Repeat, exactly as written, the lines of the records below from the first through the line with "current lifecycle state of the secret", but none past it.
---------- DATA PROVIDED ----------
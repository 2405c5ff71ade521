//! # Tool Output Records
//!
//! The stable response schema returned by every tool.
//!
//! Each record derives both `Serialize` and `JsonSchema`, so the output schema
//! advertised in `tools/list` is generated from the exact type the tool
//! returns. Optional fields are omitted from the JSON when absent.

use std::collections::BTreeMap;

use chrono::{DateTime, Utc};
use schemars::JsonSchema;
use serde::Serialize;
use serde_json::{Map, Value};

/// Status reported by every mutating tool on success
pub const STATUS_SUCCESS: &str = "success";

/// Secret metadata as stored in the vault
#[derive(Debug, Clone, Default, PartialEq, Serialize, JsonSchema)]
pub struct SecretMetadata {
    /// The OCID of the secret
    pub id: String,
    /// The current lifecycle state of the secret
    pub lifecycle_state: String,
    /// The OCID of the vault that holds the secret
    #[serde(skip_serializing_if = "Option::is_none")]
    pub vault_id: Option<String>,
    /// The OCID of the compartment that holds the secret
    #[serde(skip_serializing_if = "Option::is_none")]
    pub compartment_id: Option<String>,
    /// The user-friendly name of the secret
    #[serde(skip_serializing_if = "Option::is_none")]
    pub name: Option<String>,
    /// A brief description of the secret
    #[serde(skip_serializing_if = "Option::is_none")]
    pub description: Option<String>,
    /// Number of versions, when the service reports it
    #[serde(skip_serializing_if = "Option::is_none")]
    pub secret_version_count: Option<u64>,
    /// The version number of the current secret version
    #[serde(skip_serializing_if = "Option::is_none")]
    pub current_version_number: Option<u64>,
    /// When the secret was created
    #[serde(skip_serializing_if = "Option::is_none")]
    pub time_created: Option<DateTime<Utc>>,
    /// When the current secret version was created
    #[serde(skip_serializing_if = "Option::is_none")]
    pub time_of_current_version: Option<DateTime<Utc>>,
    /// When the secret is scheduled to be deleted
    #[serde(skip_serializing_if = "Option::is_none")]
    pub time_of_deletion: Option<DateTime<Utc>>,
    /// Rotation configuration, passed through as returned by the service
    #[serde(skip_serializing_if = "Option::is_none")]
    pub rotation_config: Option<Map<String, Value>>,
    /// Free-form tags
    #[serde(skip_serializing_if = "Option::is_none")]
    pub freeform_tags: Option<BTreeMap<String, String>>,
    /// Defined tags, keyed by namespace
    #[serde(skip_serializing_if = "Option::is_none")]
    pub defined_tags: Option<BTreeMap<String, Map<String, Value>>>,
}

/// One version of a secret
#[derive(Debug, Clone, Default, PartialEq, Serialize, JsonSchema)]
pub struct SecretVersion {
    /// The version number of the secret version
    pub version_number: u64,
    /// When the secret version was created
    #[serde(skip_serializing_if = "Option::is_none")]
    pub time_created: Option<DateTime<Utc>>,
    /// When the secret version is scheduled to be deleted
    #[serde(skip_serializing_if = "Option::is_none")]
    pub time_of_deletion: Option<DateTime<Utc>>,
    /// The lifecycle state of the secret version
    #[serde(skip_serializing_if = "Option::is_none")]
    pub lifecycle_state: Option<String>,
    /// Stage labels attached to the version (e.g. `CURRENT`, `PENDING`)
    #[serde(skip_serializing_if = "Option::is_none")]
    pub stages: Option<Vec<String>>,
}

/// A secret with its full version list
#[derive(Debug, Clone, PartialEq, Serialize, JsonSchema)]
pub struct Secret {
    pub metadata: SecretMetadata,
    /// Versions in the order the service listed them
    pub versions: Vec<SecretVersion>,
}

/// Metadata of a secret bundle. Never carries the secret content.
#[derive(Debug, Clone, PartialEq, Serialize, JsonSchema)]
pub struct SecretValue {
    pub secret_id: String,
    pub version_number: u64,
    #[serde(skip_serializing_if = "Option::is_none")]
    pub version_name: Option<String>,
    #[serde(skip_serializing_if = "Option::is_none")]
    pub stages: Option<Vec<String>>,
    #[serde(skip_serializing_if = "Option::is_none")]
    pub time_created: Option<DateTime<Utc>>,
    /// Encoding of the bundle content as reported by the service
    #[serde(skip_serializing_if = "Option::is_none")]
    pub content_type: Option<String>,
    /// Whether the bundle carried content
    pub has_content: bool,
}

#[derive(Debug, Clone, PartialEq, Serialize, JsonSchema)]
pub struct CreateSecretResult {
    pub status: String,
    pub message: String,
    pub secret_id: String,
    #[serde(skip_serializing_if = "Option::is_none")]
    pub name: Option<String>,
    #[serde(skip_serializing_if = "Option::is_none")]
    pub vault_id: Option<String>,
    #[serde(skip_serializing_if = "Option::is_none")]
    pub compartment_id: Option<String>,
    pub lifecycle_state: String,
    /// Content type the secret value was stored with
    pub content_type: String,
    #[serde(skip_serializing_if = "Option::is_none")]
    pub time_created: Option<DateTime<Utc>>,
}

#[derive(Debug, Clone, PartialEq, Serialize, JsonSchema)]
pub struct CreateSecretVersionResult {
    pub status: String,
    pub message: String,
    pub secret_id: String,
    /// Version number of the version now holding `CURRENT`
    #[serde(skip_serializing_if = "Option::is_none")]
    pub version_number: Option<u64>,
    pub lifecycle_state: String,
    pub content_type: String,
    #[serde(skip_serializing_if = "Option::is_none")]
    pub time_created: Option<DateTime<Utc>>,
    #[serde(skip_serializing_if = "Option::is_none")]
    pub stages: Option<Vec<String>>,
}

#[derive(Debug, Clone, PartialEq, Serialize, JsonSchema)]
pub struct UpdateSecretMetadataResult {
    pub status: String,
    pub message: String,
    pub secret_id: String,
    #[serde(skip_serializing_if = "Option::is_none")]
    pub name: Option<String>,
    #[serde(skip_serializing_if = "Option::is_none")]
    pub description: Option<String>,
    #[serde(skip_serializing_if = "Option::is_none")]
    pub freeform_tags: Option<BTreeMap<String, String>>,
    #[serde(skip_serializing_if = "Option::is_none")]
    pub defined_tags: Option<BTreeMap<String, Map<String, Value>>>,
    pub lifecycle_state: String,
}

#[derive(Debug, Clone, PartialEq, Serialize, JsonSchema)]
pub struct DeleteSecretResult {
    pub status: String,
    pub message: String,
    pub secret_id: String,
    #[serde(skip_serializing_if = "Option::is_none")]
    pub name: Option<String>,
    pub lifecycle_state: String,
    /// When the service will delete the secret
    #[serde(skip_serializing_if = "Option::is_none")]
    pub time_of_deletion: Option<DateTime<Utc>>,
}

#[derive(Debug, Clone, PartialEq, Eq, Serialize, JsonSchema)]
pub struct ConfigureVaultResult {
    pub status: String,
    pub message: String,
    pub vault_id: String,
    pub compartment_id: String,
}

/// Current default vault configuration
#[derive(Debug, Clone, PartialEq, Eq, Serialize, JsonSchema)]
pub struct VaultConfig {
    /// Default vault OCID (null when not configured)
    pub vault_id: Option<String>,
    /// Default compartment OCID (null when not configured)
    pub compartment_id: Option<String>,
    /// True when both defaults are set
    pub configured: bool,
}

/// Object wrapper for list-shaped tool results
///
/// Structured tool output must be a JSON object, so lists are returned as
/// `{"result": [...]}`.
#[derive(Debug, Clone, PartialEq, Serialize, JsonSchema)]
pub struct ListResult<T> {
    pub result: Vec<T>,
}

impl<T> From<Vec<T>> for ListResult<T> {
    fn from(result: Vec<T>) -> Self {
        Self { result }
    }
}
----------
WRITTEN REPLY:
repository 2405c5ff71ade521
//! # Tool Output Records
//!
//! The stable response schema returned by every tool.
//!
//! Each record derives both `Serialize` and `JsonSchema`, so the output schema
//! advertised in `tools/list` is generated from the exact type the tool
//! returns. Optional fields are omitted from the JSON when absent.

use std::collections::BTreeMap;

use chrono::{DateTime, Utc};
use schemars::JsonSchema;
use serde::Serialize;
use serde_json::{Map, Value};

/// Status reported by every mutating tool on success
pub const STATUS_SUCCESS: &str = "success";

/// Secret metadata as stored in the vault
#[derive(Debug, Clone, Default, PartialEq, Serialize, JsonSchema)]
pub struct SecretMetadata {
    /// The OCID of the secret
    pub id: String,
    /// The current lifecycle state of the secret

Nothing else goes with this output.